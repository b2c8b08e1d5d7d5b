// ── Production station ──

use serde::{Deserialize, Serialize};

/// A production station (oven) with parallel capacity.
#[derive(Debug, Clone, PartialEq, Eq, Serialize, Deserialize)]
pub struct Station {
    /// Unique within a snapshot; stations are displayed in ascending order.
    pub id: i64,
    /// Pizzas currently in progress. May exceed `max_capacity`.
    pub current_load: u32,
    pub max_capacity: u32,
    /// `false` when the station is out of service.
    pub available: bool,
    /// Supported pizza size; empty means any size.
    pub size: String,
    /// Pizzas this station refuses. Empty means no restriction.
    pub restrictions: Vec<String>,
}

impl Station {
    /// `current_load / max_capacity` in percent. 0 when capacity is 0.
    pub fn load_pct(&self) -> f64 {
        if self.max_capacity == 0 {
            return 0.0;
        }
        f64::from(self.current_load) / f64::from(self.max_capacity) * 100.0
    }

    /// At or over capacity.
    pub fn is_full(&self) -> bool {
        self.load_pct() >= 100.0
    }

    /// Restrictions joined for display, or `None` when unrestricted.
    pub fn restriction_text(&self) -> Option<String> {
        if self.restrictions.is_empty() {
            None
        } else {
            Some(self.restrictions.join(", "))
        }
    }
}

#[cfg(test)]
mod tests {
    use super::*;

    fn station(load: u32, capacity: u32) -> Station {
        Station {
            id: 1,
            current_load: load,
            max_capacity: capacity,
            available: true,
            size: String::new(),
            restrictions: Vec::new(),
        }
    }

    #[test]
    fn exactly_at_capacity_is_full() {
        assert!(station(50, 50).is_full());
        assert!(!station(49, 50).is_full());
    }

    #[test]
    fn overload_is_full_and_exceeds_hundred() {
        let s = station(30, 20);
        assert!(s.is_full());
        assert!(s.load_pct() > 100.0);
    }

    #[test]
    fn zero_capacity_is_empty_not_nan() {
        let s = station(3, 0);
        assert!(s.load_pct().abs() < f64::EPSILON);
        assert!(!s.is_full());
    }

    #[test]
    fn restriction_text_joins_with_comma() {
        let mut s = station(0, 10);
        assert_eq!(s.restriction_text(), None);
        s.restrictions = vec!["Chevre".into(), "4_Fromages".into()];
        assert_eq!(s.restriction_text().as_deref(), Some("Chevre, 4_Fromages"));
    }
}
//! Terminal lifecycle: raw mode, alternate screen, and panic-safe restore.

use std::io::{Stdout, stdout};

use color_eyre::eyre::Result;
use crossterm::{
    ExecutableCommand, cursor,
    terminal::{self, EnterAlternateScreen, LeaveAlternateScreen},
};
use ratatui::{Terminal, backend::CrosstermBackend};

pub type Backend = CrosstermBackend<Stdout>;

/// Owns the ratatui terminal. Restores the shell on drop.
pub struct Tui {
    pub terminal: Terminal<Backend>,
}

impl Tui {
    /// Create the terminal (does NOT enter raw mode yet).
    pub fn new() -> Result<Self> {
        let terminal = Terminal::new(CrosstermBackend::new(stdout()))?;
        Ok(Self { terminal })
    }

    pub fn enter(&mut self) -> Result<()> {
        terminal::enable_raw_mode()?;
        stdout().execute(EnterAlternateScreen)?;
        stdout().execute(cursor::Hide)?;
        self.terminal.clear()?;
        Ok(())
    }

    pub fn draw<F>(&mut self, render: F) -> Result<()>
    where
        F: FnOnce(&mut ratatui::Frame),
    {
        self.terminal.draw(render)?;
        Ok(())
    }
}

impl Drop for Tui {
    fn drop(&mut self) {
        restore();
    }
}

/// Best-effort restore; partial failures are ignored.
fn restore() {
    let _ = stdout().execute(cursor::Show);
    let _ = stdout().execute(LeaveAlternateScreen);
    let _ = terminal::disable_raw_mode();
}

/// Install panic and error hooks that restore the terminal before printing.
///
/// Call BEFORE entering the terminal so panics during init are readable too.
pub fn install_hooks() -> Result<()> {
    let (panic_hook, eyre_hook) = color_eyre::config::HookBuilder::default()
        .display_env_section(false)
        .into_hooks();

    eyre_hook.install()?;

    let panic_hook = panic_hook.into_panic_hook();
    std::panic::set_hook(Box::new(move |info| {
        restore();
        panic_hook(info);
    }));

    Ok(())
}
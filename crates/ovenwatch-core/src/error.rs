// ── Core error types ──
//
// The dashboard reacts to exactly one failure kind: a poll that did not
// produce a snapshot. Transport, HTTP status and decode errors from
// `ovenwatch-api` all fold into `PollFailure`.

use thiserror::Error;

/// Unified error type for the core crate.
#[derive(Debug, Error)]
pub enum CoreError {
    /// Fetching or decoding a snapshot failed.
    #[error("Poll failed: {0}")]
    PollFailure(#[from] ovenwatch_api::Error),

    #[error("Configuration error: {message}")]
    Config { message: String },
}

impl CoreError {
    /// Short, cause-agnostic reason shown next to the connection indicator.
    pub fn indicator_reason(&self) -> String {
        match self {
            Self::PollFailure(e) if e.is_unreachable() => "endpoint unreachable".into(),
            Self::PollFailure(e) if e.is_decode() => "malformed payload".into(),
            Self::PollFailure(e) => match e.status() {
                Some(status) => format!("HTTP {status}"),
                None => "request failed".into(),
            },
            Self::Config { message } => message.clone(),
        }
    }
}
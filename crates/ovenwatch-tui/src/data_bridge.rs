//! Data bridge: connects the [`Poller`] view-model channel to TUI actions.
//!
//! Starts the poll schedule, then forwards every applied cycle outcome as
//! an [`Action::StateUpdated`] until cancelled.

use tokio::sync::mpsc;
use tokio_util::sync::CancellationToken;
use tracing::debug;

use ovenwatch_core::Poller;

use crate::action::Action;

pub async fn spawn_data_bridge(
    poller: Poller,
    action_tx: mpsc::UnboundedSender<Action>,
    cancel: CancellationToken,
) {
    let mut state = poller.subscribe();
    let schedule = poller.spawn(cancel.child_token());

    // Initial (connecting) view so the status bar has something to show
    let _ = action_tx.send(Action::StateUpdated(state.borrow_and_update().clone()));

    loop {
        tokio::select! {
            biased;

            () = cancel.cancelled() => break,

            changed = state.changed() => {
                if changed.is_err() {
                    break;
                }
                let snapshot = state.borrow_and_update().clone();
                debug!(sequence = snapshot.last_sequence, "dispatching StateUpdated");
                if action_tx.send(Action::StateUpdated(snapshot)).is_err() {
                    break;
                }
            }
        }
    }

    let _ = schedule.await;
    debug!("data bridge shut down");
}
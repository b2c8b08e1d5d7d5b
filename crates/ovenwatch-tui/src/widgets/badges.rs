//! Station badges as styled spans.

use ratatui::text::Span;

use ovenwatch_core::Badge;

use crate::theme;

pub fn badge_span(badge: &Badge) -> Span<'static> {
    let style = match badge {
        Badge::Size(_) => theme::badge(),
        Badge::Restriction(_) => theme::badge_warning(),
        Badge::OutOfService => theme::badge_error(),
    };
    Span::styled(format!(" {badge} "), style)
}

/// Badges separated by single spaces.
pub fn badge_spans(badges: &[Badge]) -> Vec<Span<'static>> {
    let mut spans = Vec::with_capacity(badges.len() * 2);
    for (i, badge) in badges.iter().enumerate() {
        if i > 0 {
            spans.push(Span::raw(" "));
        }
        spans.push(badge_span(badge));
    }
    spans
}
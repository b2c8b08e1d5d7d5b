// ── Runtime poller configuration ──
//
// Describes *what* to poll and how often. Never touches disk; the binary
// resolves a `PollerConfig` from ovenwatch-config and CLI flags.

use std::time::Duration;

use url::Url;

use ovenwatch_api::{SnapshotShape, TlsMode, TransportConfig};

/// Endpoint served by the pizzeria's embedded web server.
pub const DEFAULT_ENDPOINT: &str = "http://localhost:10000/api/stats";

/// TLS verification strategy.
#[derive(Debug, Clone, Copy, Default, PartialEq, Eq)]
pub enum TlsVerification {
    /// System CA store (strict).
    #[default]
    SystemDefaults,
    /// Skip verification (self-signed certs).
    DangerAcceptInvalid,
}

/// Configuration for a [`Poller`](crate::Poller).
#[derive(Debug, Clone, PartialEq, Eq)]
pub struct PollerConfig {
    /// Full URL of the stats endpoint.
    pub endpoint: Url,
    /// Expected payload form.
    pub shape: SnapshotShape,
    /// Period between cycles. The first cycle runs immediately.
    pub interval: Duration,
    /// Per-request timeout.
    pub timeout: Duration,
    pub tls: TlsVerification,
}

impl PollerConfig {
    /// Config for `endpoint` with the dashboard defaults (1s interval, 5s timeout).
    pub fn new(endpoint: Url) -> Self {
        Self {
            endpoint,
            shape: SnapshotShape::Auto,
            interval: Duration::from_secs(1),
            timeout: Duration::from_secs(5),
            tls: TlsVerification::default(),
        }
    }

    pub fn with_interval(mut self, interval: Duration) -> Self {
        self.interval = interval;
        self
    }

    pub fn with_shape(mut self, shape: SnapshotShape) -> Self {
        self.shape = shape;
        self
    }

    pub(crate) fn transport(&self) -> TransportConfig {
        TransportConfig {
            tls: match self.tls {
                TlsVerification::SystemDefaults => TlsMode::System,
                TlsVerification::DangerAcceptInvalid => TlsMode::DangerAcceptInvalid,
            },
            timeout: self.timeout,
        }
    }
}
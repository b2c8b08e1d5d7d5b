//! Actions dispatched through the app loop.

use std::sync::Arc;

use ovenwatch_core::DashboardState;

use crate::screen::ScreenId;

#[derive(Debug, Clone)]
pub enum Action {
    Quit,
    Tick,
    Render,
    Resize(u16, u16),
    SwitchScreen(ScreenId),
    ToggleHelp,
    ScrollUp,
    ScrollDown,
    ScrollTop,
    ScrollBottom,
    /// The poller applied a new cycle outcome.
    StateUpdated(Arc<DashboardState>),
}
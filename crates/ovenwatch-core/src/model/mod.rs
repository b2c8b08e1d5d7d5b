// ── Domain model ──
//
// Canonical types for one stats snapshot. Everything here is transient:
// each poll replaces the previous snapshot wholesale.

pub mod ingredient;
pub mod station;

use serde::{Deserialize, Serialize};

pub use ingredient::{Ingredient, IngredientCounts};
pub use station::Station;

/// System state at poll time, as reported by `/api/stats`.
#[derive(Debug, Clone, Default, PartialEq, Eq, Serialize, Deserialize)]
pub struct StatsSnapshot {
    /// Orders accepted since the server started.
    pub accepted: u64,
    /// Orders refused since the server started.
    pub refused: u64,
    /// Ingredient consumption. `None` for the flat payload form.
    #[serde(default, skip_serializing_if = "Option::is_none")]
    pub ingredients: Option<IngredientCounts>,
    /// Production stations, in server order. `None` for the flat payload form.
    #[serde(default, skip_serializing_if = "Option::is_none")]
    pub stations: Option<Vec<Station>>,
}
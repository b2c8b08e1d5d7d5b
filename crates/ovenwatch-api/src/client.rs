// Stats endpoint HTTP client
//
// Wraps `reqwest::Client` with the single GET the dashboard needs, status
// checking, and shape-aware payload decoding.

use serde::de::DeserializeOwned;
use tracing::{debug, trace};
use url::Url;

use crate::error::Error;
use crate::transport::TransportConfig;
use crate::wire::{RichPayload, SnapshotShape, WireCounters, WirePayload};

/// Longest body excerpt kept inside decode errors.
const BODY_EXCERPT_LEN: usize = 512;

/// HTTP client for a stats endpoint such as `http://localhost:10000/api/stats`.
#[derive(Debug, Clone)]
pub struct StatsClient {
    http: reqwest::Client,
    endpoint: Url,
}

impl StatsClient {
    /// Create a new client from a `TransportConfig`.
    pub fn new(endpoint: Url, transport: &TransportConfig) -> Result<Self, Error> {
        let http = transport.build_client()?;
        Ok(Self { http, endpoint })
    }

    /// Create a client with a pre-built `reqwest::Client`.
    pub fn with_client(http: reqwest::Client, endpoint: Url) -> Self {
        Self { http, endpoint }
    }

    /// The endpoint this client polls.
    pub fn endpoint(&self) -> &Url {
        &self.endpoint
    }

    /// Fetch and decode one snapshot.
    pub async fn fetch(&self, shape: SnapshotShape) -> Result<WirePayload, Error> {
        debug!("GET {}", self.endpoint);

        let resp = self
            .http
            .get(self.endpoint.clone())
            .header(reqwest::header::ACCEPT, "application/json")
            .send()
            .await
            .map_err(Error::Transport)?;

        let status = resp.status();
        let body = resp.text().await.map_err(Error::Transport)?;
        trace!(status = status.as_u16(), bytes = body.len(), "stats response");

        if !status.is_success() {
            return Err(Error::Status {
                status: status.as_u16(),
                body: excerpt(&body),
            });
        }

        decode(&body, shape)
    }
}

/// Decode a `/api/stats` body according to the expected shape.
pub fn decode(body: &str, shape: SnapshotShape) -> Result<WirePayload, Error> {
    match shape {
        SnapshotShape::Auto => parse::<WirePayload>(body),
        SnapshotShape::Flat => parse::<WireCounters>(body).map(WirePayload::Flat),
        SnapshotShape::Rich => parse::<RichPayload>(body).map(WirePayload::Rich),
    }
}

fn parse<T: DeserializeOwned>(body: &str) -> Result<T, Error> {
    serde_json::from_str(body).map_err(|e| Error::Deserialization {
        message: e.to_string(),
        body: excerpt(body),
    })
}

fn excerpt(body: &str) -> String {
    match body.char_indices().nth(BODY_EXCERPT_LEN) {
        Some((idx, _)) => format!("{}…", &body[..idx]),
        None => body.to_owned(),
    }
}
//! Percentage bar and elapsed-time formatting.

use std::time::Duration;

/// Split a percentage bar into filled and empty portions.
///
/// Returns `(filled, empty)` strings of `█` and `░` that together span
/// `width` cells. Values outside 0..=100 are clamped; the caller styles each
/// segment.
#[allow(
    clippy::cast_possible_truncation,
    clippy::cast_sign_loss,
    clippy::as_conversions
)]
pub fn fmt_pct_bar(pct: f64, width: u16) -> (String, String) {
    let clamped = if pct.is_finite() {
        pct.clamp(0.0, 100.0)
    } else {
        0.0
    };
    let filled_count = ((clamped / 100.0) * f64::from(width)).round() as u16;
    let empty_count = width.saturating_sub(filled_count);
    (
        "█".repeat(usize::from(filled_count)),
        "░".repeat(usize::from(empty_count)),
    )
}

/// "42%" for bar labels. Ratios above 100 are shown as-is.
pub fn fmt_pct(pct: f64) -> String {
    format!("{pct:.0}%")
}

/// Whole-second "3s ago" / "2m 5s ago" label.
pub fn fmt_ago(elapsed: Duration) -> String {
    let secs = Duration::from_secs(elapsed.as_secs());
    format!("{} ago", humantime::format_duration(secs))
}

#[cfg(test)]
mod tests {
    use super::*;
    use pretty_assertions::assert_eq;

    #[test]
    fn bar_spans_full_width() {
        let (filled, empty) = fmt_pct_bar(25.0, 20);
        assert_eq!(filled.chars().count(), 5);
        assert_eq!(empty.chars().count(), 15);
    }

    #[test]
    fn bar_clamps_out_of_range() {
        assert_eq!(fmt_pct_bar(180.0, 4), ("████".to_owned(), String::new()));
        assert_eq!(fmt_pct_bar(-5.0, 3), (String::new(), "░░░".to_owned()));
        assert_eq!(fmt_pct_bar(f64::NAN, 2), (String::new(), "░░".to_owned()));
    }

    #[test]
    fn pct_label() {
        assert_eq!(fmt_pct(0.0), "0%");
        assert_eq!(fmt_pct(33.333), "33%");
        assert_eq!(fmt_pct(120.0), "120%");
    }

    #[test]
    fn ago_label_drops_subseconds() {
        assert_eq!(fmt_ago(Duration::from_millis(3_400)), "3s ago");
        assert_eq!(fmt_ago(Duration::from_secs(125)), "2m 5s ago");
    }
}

____

_Task details:_ Write out exactly the lines from the beginning of the material above through the line with "in ascending order.", including both and omitting all others.

_Exercise result:_
repository b2c8b08e1d5d7d5b
// ── Production station ──

use serde::{Deserialize, Serialize};

/// A production station (oven) with parallel capacity.
#[derive(Debug, Clone, PartialEq, Eq, Serialize, Deserialize)]
pub struct Station {
    /// Unique within a snapshot; stations are displayed in ascending order.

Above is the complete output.